Diante desses resultados, a diretriz atualizada (2022) considera pembrolizumabe e quimioterapia com ou sem bevacizumabe para pacientes com carcinoma cervical persistente, recorrente ou metastático (± radioterapia individualizada e/ou cuidados paliativos) em cenários com máxima disponibilidade de recursos (Tipo: baseada em evidências, os benefícios superam os danos; Qualidade da evidência: alta; Força da recomendação: forte).
Embora os resultados apoiem o uso em todos os pacientes com base na análise de intenção de tratar (ITT), os pesquisadores mostraram maior eficácia da adição de pembrolizumabe nos participantes PD-L1 ≥ 1%. Análises de subgrupo para SLP e SG sugerem que o benefício pode ser menor para pacientes com PD-L1 < 1% (HR 0,94).
O painel não encontrou problemas significativos com a qualidade de vida dos pacientes que receberam pembrolizumabe. No entanto, os especialistas admitem que a atualização de 2022 está longe de representar a realidade da maioria dos pacientes.
“O Painel reconhece que este regime não está disponível rotineiramente em ambientes com recursos limitados e, nesses casos, permanecem as orientações de 2016”, destaca a diretriz.
Pilar observa que o painel da ASCO, reconhecendo as disparidades entre regiões e países, recomendou em 2016 a incorporação de bevacizumabe ao tratamento clínico dessas pacientes para o cenário de recursos plenos. “Nesta atualização, a recomendação de incorporação do pembrolizumabe para essas pacientes se dá no mesmo cenário, ou seja, recursos plenos. Países com recursos limitados, dentre os quais o Brasil, enfrentam uma situação perversa, pois são os países com maior incidência da neoplasia e muitas pacientes em estádios avançados, por dificuldades enfrentadas nas estratégias de prevenção primária e secundária e acesso ao diagnóstico. Por outro lado, o tratamento tem um custo elevado, com grande impacto financeiro”, diz.
“Entretanto, os resultados são expressivos e a discussão de estratégias de incorporação do pembrolizumabe para as pacientes câncer do colo do útero persistente, recorrente ou metastático é necessária, particularmente na população com CPS PD-L1 > 1”, avalia.

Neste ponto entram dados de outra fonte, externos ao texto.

mod auth;
mod health_check;
mod reset;
mod user;
mod verify;

pub use auth::issue_access_token;
pub use auth::register;
pub use auth::revoke_access_token;
pub use health_check::health_check;
pub use reset::confirm_password_reset;
pub use reset::request_password_reset;
pub use user::get_current_user;
pub use user::update_current_user;
pub use verify::confirm_verification;
pub use verify::request_verification;

use actix_web::http::header::AUTHORIZATION;
use actix_web::HttpRequest;
use serde::{Deserialize, Serialize};

use crate::error::AuthError;

/// Request body carrying a bare token (revoke, verification confirm).
#[derive(Deserialize)]
pub struct TokenRequest {
    pub token: String,
}

/// The tuple handed to the notification subsystem and returned by the
/// reset/verify request endpoints.
#[derive(Serialize)]
pub struct TokenWithEmail {
    pub token: String,
    pub email: String,
    pub first_name: String,
    pub last_name: String,
}

/// Extracts the bearer token from the Authorization header.
pub(crate) fn bearer_token(req: &HttpRequest) -> Result<&str, AuthError> {
    let header = req
        .headers()
        .get(AUTHORIZATION)
        .ok_or_else(|| AuthError::validation("token", "is required"))?;

    let value = header
        .to_str()
        .map_err(|_| AuthError::validation("token", "has invalid format"))?;

    let token = value
        .strip_prefix("Bearer ")
        .or_else(|| value.strip_prefix("bearer "))
        .ok_or_else(|| AuthError::validation("token", "has invalid format"))?;

    if token.is_empty() {
        return Err(AuthError::validation("token", "is required"));
    }

    Ok(token)
}
//! Password hashing and verification.
//!
//! bcrypt with the default work factor. The [6, 72] bound is in bytes,
//! not code points: 72 bytes is the maximum input bcrypt admits.

use bcrypt::{hash, verify, DEFAULT_COST};

use crate::error::AuthError;

const MIN_PASSWORD_BYTES: usize = 6;
const MAX_PASSWORD_BYTES: usize = 72;

/// Hash a password with bcrypt.
///
/// Fails with a validation error when the byte length is outside
/// [6, 72]; a failure of the hash function itself is `Internal`.
/// Deliberately CPU-expensive: callers on the async runtime should run
/// this through `tokio::task::spawn_blocking`.
pub fn hash_password(password: &str) -> Result<String, AuthError> {
    validate_password(password)?;

    hash(password, DEFAULT_COST)
        .map_err(|e| AuthError::Internal(format!("password hashing failed: {}", e)))
}

/// Verify a password against a stored bcrypt digest.
///
/// A mismatch is `false`, never an error. Neither the password nor the
/// digest is ever logged.
pub fn verify_password(password: &str, digest: &str) -> bool {
    verify(password, digest).unwrap_or(false)
}

/// Byte-length bound on plaintext passwords.
pub fn validate_password(password: &str) -> Result<(), AuthError> {
    if password.len() < MIN_PASSWORD_BYTES || password.len() > MAX_PASSWORD_BYTES {
        return Err(AuthError::validation(
            "password",
            format!(
                "must be between {} and {} bytes in length",
                MIN_PASSWORD_BYTES, MAX_PASSWORD_BYTES
            ),
        ));
    }
    Ok(())
}
//! Account verification: token request and single-use confirm.

use actix_web::{web, HttpResponse};
use serde::Deserialize;

use crate::domain::TokenKind;
use crate::email_client::EmailClient;
use crate::error::AuthError;
use crate::repos::{ConsumeMutation, TokenRepository, UserRepository};
use crate::routes::{TokenRequest, TokenWithEmail};
use crate::validators::normalize_email;

#[derive(Deserialize)]
pub struct VerifyTokenRequest {
    pub email: String,
}

/// POST /auth/verify/token
///
/// Issues a verification token. Requesting one for an account that is
/// already verified is refused.
pub async fn request_verification(
    form: web::Json<VerifyTokenRequest>,
    users: web::Data<UserRepository>,
    tokens: web::Data<TokenRepository>,
    email_client: web::Data<Option<EmailClient>>,
) -> Result<HttpResponse, AuthError> {
    let email = normalize_email(&form.email)?;
    let user = users.get_by_email(&email).await?;

    if user.is_verified {
        return Err(AuthError::AlreadyInDesiredState(
            "user is already verified".to_string(),
        ));
    }

    let token = tokens.create(TokenKind::Verify, user.id).await?;

    if let Some(client) = email_client.get_ref() {
        if let Err(e) = client
            .send_verification(&user.email, &user.first_name, &user.last_name, &token.token)
            .await
        {
            tracing::warn!(user_id = %user.id, error = %e, "verification email not delivered");
        }
    }

    tracing::info!(user_id = %user.id, "verification token issued");

    Ok(HttpResponse::Ok().json(TokenWithEmail {
        token: token.token,
        email: user.email,
        first_name: user.first_name,
        last_name: user.last_name,
    }))
}

/// POST /auth/verify
///
/// Consumes the verification token and marks the account verified in
/// one atomic step; remaining verify tokens for the user are
/// invalidated with it.
pub async fn confirm_verification(
    form: web::Json<TokenRequest>,
    users: web::Data<UserRepository>,
    tokens: web::Data<TokenRepository>,
) -> Result<HttpResponse, AuthError> {
    if form.token.is_empty() {
        return Err(AuthError::validation("token", "is required"));
    }

    let user = tokens
        .consume(TokenKind::Verify, &form.token, ConsumeMutation::MarkVerified)
        .await?;

    let record = users.load_record(&user).await?;

    Ok(HttpResponse::Ok().json(record))
}
//! Xml Attributes module
//!
//! Provides an iterator over attributes key/value pairs

use crate::errors::{Error, IllFormedError, Result};
use crate::reader::is_whitespace;

/// A struct representing a key/value XML attribute.
///
/// Both the key and the value are undecoded; the value is still escaped.
#[derive(Clone, Copy, Debug, Eq, PartialEq)]
pub struct Attribute<'a> {
    /// The key to uniquely define the attribute, `prefix:local` or `local`
    pub key: &'a [u8],
    /// The raw value of the attribute, without the quotes
    pub value: &'a [u8],
    /// The quote character around the value, `"` or `'`
    pub quote: u8,
}

/// Iterator over XML attributes.
///
/// Yields `Result<Attribute>`. An `Err` is returned once when the attribute
/// syntax is broken, after which the iterator is exhausted.
#[derive(Clone, Debug)]
pub struct Attributes<'a> {
    /// slice of `Element` corresponding to attributes
    bytes: &'a [u8],
    /// current position of the iterator
    position: usize,
}

impl<'a> Attributes<'a> {
    /// Creates a new attribute iterator from a buffer, skipping the element name.
    pub fn new(buf: &'a [u8], pos: usize) -> Self {
        Self {
            bytes: buf,
            position: pos,
        }
    }

    fn skip_whitespace(&mut self) {
        while self.position < self.bytes.len() && is_whitespace(self.bytes[self.position]) {
            self.position += 1;
        }
    }

    #[inline]
    fn fail(&mut self, at: usize) -> Option<Result<Attribute<'a>>> {
        self.position = self.bytes.len();
        Some(Err(Error::ill_formed(IllFormedError::MalformedAttribute(at))))
    }
}

impl<'a> Iterator for Attributes<'a> {
    type Item = Result<Attribute<'a>>;

    fn next(&mut self) -> Option<Self::Item> {
        let len = self.bytes.len();
        if self.position >= len {
            return None;
        }
        // attributes must be separated from the name and each other
        let before = self.position;
        self.skip_whitespace();
        if self.position >= len {
            return None;
        }
        if self.position == before {
            return self.fail(before);
        }

        let key_start = self.position;
        while self.position < len {
            match self.bytes[self.position] {
                b'=' => break,
                b if is_whitespace(b) => break,
                b'"' | b'\'' | b'<' | b'>' => return self.fail(self.position),
                _ => self.position += 1,
            }
        }
        let key_end = self.position;
        if key_start == key_end {
            return self.fail(key_start);
        }

        self.skip_whitespace();
        if self.position >= len || self.bytes[self.position] != b'=' {
            return self.fail(self.position);
        }
        self.position += 1;
        self.skip_whitespace();

        let quote = match self.bytes.get(self.position) {
            Some(&q) if q == b'"' || q == b'\'' => q,
            _ => return self.fail(self.position),
        };
        let value_start = self.position + 1;
        match memchr::memchr(quote, &self.bytes[value_start..]) {
            Some(i) => {
                let value = &self.bytes[value_start..value_start + i];
                if memchr::memchr(b'<', value).is_some() {
                    return self.fail(value_start);
                }
                self.position = value_start + i + 1;
                Some(Ok(Attribute {
                    key: &self.bytes[key_start..key_end],
                    value,
                    quote,
                }))
            }
            None => self.fail(self.position),
        }
    }
}

#[cfg(test)]
mod test {
    use super::*;
    use pretty_assertions::assert_eq;

    fn collect(input: &[u8]) -> Vec<Result<Attribute>> {
        Attributes::new(input, 3).collect()
    }

    #[test]
    fn single_and_double_quotes() {
        let attrs = collect(br#"tag a = "x y" b='&amp;'"#);
        assert_eq!(attrs.len(), 2);
        assert_eq!(
            attrs[0].as_ref().unwrap(),
            &Attribute {
                key: b"a",
                value: b"x y",
                quote: b'"',
            }
        );
        assert_eq!(attrs[1].as_ref().unwrap().value, b"&amp;");
        assert_eq!(attrs[1].as_ref().unwrap().quote, b'\'');
    }

    #[test]
    fn trailing_whitespace() {
        assert_eq!(collect(b"tag  ").len(), 0);
        assert_eq!(collect(b"tag").len(), 0);
    }

    #[test]
    fn missing_value() {
        let attrs = collect(b"tag a");
        assert_eq!(attrs.len(), 1);
        match &attrs[0] {
            Err(Error::IllFormed {
                error: IllFormedError::MalformedAttribute(5),
                ..
            }) => {}
            x => panic!("unexpected {:?}", x),
        }
    }

    #[test]
    fn unquoted_value() {
        let attrs = collect(b"tag a=b");
        assert!(matches!(attrs.as_slice(), [Err(_)]));
    }

    #[test]
    fn no_separator_between_attributes() {
        let attrs = collect(br#"tag a="1"b="2""#);
        assert_eq!(attrs.len(), 2);
        assert!(attrs[0].is_ok());
        assert!(attrs[1].is_err());
    }
}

“As estratégias de prevenção devem ser fortalecidas, a redução da incidência e da mortalidade será possível a médio prazo com a combinação da vacinação contra o HPV, o fortalecimento de programas de rastreamento eficientes e o tratamento adequado das pacientes diagnosticadas”, conclui Pilar.
Referência: Chuang LT, Temin S, Berek JS; Management and Care of Patients with Invasive Cervical Cancer Resource-Stratified Guideline Expert Panel. Management and Care of Patients With Invasive Cervical Cancer: ASCO Resource-Stratified Guideline Rapid Recommendation Update. JCO Glob Oncol. 2022 Mar;8:e2200027. doi: 10.1200/GO.22.00027. PMID: 35245079.